-- Opening Marker --

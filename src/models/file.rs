use rusqlite::{params, Connection, Row};
use serde::{Deserialize, Serialize};

/// A file row mirrored from the storage provider. The id is the
/// provider-assigned opaque identifier.
#[derive(Debug, Clone, Serialize, Deserialize)]
#[serde(rename_all = "camelCase")]
pub struct FileEntry {
    pub id: String,
    pub name: String,
    pub size: i64,
    pub mime_type: String,
    pub modified_time: String,
    pub parents: Vec<String>,
    pub path: String,
    pub web_view_link: String,
    pub hash: String,
    pub hash_calculated: bool,
    pub created_at: String,
    pub updated_at: String,
}

impl FileEntry {
    pub fn new(id: impl Into<String>, name: impl Into<String>, size: i64) -> Self {
        Self {
            id: id.into(),
            name: name.into(),
            size,
            mime_type: String::new(),
            modified_time: String::new(),
            parents: Vec::new(),
            path: String::new(),
            web_view_link: String::new(),
            hash: String::new(),
            hash_calculated: false,
            created_at: String::new(),
            updated_at: String::new(),
        }
    }
}

fn row_to_file(row: &Row) -> rusqlite::Result<FileEntry> {
    let parents_json: String = row.get("parents")?;
    Ok(FileEntry {
        id: row.get("id")?,
        name: row.get("name")?,
        size: row.get("size")?,
        mime_type: row.get("mime_type")?,
        modified_time: row.get("modified_time")?,
        parents: serde_json::from_str(&parents_json).unwrap_or_default(),
        path: row.get("path")?,
        web_view_link: row.get("web_view_link")?,
        hash: row.get("hash")?,
        hash_calculated: row.get::<_, i64>("hash_calculated")? != 0,
        created_at: row.get("created_at")?,
        updated_at: row.get("updated_at")?,
    })
}

/// Insert or update by provider id. Returns true when a new row was
/// created. An empty incoming hash never clobbers a stored digest.
pub fn upsert(conn: &Connection, file: &FileEntry) -> anyhow::Result<bool> {
    let parents_json = serde_json::to_string(&file.parents)?;
    let now = chrono::Utc::now().to_rfc3339();
    let existed = exists(conn, &file.id)?;
    conn.execute(
        "INSERT INTO files (id, name, size, mime_type, modified_time, parents, path, web_view_link, hash, hash_calculated, created_at, updated_at)
         VALUES (?1, ?2, ?3, ?4, ?5, ?6, ?7, ?8, ?9, ?10, ?11, ?11)
         ON CONFLICT(id) DO UPDATE SET
           name = excluded.name,
           size = excluded.size,
           mime_type = excluded.mime_type,
           modified_time = excluded.modified_time,
           parents = excluded.parents,
           web_view_link = excluded.web_view_link,
           path = CASE WHEN excluded.path != '' THEN excluded.path ELSE files.path END,
           hash = CASE WHEN excluded.hash != '' THEN excluded.hash ELSE files.hash END,
           hash_calculated = CASE WHEN excluded.hash != '' THEN excluded.hash_calculated ELSE files.hash_calculated END,
           updated_at = excluded.updated_at",
        params![
            file.id,
            file.name,
            file.size,
            file.mime_type,
            file.modified_time,
            parents_json,
            file.path,
            file.web_view_link,
            file.hash,
            file.hash_calculated as i64,
            now,
        ],
    )?;
    Ok(!existed)
}

pub fn find_by_id(conn: &Connection, id: &str) -> anyhow::Result<Option<FileEntry>> {
    let mut stmt = conn.prepare("SELECT * FROM files WHERE id = ?")?;
    let mut rows = stmt.query_map(params![id], |row| row_to_file(row))?;
    Ok(rows.next().and_then(|r| r.ok()))
}

pub fn exists(conn: &Connection, id: &str) -> anyhow::Result<bool> {
    let count: i64 = conn.query_row(
        "SELECT COUNT(*) FROM files WHERE id = ?",
        params![id],
        |row| row.get(0),
    )?;
    Ok(count > 0)
}

pub fn find_by_ids(conn: &Connection, ids: &[String]) -> anyhow::Result<Vec<FileEntry>> {
    let mut out = Vec::with_capacity(ids.len());
    let mut stmt = conn.prepare("SELECT * FROM files WHERE id = ?")?;
    for id in ids {
        let mut rows = stmt.query_map(params![id], |row| row_to_file(row))?;
        if let Some(Ok(f)) = rows.next() {
            out.push(f);
        }
    }
    Ok(out)
}

/// Files still waiting for a digest, smallest first so cheap files
/// clear the queue early.
pub fn find_without_hash(conn: &Connection) -> anyhow::Result<Vec<FileEntry>> {
    let mut stmt = conn.prepare(
        "SELECT * FROM files WHERE hash_calculated = 0 AND size > 0 ORDER BY size ASC",
    )?;
    let rows = stmt.query_map([], |row| row_to_file(row))?;
    Ok(rows.filter_map(|r| r.ok()).collect())
}

pub fn find_with_hash(conn: &Connection) -> anyhow::Result<Vec<FileEntry>> {
    let mut stmt =
        conn.prepare("SELECT * FROM files WHERE hash_calculated = 1 AND hash != ''")?;
    let rows = stmt.query_map([], |row| row_to_file(row))?;
    Ok(rows.filter_map(|r| r.ok()).collect())
}

pub fn find_by_parent(conn: &Connection, folder_id: &str) -> anyhow::Result<Vec<FileEntry>> {
    // parents is a JSON array of ids; match the quoted id inside it
    let pattern = format!("%\"{}\"%", folder_id);
    let mut stmt = conn.prepare("SELECT * FROM files WHERE parents LIKE ?")?;
    let rows = stmt.query_map(params![pattern], |row| row_to_file(row))?;
    Ok(rows.filter_map(|r| r.ok()).collect())
}

pub fn set_hash(conn: &Connection, id: &str, hash: &str) -> anyhow::Result<()> {
    conn.execute(
        "UPDATE files SET hash = ?1, hash_calculated = 1, updated_at = ?2 WHERE id = ?3",
        params![hash, chrono::Utc::now().to_rfc3339(), id],
    )?;
    Ok(())
}

pub fn set_path(conn: &Connection, id: &str, path: &str) -> anyhow::Result<()> {
    conn.execute(
        "UPDATE files SET path = ?1, updated_at = ?2 WHERE id = ?3",
        params![path, chrono::Utc::now().to_rfc3339(), id],
    )?;
    Ok(())
}

pub fn delete(conn: &Connection, id: &str) -> anyhow::Result<bool> {
    let changes = conn.execute("DELETE FROM files WHERE id = ?", params![id])?;
    Ok(changes > 0)
}

pub fn count(conn: &Connection) -> anyhow::Result<i64> {
    Ok(conn.query_row("SELECT COUNT(*) FROM files", [], |row| row.get(0))?)
}

pub fn count_with_hash(conn: &Connection) -> anyhow::Result<i64> {
    Ok(conn.query_row(
        "SELECT COUNT(*) FROM files WHERE hash_calculated = 1",
        [],
        |row| row.get(0),
    )?)
}

#[cfg(test)]
mod tests {
    use super::*;
    use crate::db::migrate::test_pool;

    #[test]
    fn test_upsert_inserts_then_updates() -> anyhow::Result<()> {
        let pool = test_pool();
        let conn = pool.get()?;

        let mut f = FileEntry::new("file-1", "report.pdf", 1024);
        f.parents = vec!["folder-a".into()];
        assert!(upsert(&conn, &f)?);

        f.name = "report-v2.pdf".into();
        assert!(!upsert(&conn, &f)?);

        let stored = find_by_id(&conn, "file-1")?.unwrap();
        assert_eq!(stored.name, "report-v2.pdf");
        assert_eq!(stored.parents, vec!["folder-a".to_string()]);
        Ok(())
    }

    #[test]
    fn test_upsert_preserves_digest_when_omitted() -> anyhow::Result<()> {
        let pool = test_pool();
        let conn = pool.get()?;

        let f = FileEntry::new("file-1", "a.bin", 10);
        upsert(&conn, &f)?;
        set_hash(&conn, "file-1", "abc123")?;

        // Re-scan without a digest must not erase the stored one
        let rescanned = FileEntry::new("file-1", "a.bin", 12);
        upsert(&conn, &rescanned)?;

        let stored = find_by_id(&conn, "file-1")?.unwrap();
        assert_eq!(stored.size, 12);
        assert_eq!(stored.hash, "abc123");
        assert!(stored.hash_calculated);
        Ok(())
    }

    #[test]
    fn test_hash_calculated_implies_nonempty_hash() -> anyhow::Result<()> {
        let pool = test_pool();
        let conn = pool.get()?;

        for i in 0..5 {
            let f = FileEntry::new(format!("f{}", i), "x", 100);
            upsert(&conn, &f)?;
        }
        set_hash(&conn, "f0", "h0")?;
        set_hash(&conn, "f3", "h3")?;

        for f in find_with_hash(&conn)? {
            assert!(!f.hash.is_empty());
        }
        assert_eq!(find_without_hash(&conn)?.len(), 3);
        Ok(())
    }

    #[test]
    fn test_find_by_parent_matches_exact_id() -> anyhow::Result<()> {
        let pool = test_pool();
        let conn = pool.get()?;

        let mut a = FileEntry::new("a", "a.txt", 1);
        a.parents = vec!["folder-1".into()];
        let mut b = FileEntry::new("b", "b.txt", 1);
        b.parents = vec!["folder-2".into(), "folder-1".into()];
        let mut c = FileEntry::new("c", "c.txt", 1);
        c.parents = vec!["folder-3".into()];
        for f in [&a, &b, &c] {
            upsert(&conn, f)?;
        }

        let in_folder = find_by_parent(&conn, "folder-1")?;
        let ids: Vec<_> = in_folder.iter().map(|f| f.id.as_str()).collect();
        assert_eq!(ids, vec!["a", "b"]);
        Ok(())
    }
}
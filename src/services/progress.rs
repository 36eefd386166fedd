use crate::db::connection::DbPool;
use crate::models::progress::{self, OperationKind, Progress, ProgressStatus};
use rusqlite::Connection;

/// Checkpoint store handed to every engine. Each call persists
/// immediately; the owning engine is the only writer of its row.
#[derive(Clone)]
pub struct ProgressService {
    db: DbPool,
}

impl ProgressService {
    pub fn new(db: DbPool) -> Self {
        Self { db }
    }

    async fn with_conn<T, F>(&self, f: F) -> anyhow::Result<T>
    where
        F: FnOnce(&Connection) -> anyhow::Result<T> + Send + 'static,
        T: Send + 'static,
    {
        let db = self.db.clone();
        tokio::task::spawn_blocking(move || {
            let conn = db.get()?;
            f(&conn)
        })
        .await
        .map_err(|e| anyhow::anyhow!(e))?
    }

    pub async fn start(&self, kind: OperationKind, total: i64) -> anyhow::Result<Progress> {
        self.with_conn(move |conn| progress::create(conn, kind, total)).await
    }

    pub async fn get(&self, id: i64) -> anyhow::Result<Option<Progress>> {
        self.with_conn(move |conn| progress::find_by_id(conn, id)).await
    }

    pub async fn mark_running(&self, id: i64) -> anyhow::Result<Progress> {
        self.with_conn(move |conn| progress::set_status(conn, id, ProgressStatus::Running))
            .await
    }

    pub async fn update(&self, id: i64, processed: i64, step: impl Into<String>) -> anyhow::Result<()> {
        let step = step.into();
        self.with_conn(move |conn| progress::update_counts(conn, id, processed, &step))
            .await
    }

    pub async fn set_total(&self, id: i64, total: i64) -> anyhow::Result<()> {
        self.with_conn(move |conn| progress::set_total(conn, id, total)).await
    }

    pub async fn complete(&self, id: i64) -> anyhow::Result<Progress> {
        self.with_conn(move |conn| progress::complete(conn, id)).await
    }

    pub async fn fail(&self, id: i64, error: impl Into<String>) -> anyhow::Result<Progress> {
        let error = error.into();
        self.with_conn(move |conn| progress::fail(conn, id, &error)).await
    }

    pub async fn pause(&self, id: i64) -> anyhow::Result<Progress> {
        self.with_conn(move |conn| progress::set_status(conn, id, ProgressStatus::Paused))
            .await
    }

    pub async fn resume(&self, id: i64) -> anyhow::Result<Progress> {
        self.with_conn(move |conn| progress::set_status(conn, id, ProgressStatus::Running))
            .await
    }

    pub async fn set_metadata(
        &self,
        id: i64,
        key: impl Into<String>,
        value: impl Into<String>,
    ) -> anyhow::Result<()> {
        let (key, value) = (key.into(), value.into());
        self.with_conn(move |conn| progress::set_metadata_key(conn, id, &key, &value))
            .await
    }

    pub async fn get_metadata(&self, id: i64, key: impl Into<String>) -> anyhow::Result<Option<String>> {
        let key = key.into();
        self.with_conn(move |conn| progress::get_metadata_key(conn, id, &key))
            .await
    }

    /// Soft-cancel signal: engines poll this at phase and page
    /// boundaries and exit cleanly when the row was paused.
    pub async fn is_paused(&self, id: i64) -> bool {
        matches!(
            self.get(id).await,
            Ok(Some(Progress {
                status: ProgressStatus::Paused,
                ..
            }))
        )
    }

    pub async fn get_active(&self) -> anyhow::Result<Vec<Progress>> {
        self.with_conn(progress::find_active).await
    }

    pub async fn get_by_kind(&self, kind: OperationKind) -> anyhow::Result<Vec<Progress>> {
        self.with_conn(move |conn| progress::find_by_kind(conn, kind)).await
    }

    pub async fn latest_by_kind(&self, kind: OperationKind) -> anyhow::Result<Option<Progress>> {
        self.with_conn(move |conn| progress::find_latest_by_kind(conn, kind))
            .await
    }

    pub async fn get_long_running(&self, minutes: i64) -> anyhow::Result<Vec<Progress>> {
        self.with_conn(move |conn| progress::find_long_running(conn, minutes))
            .await
    }

    pub async fn get_stuck(&self, minutes: i64) -> anyhow::Result<Vec<Progress>> {
        self.with_conn(move |conn| progress::find_stuck(conn, minutes)).await
    }

    pub async fn clear_failed(&self) -> anyhow::Result<usize> {
        self.with_conn(progress::delete_failed).await
    }
}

-- Closing Marker --

TASK PROMPT:
Copy all lines above containing the string "pattern".

YOUR RESPONSE:
    let pattern = format!("%\"{}\"%", folder_id);
    let rows = stmt.query_map(params![pattern], |row| row_to_file(row))?;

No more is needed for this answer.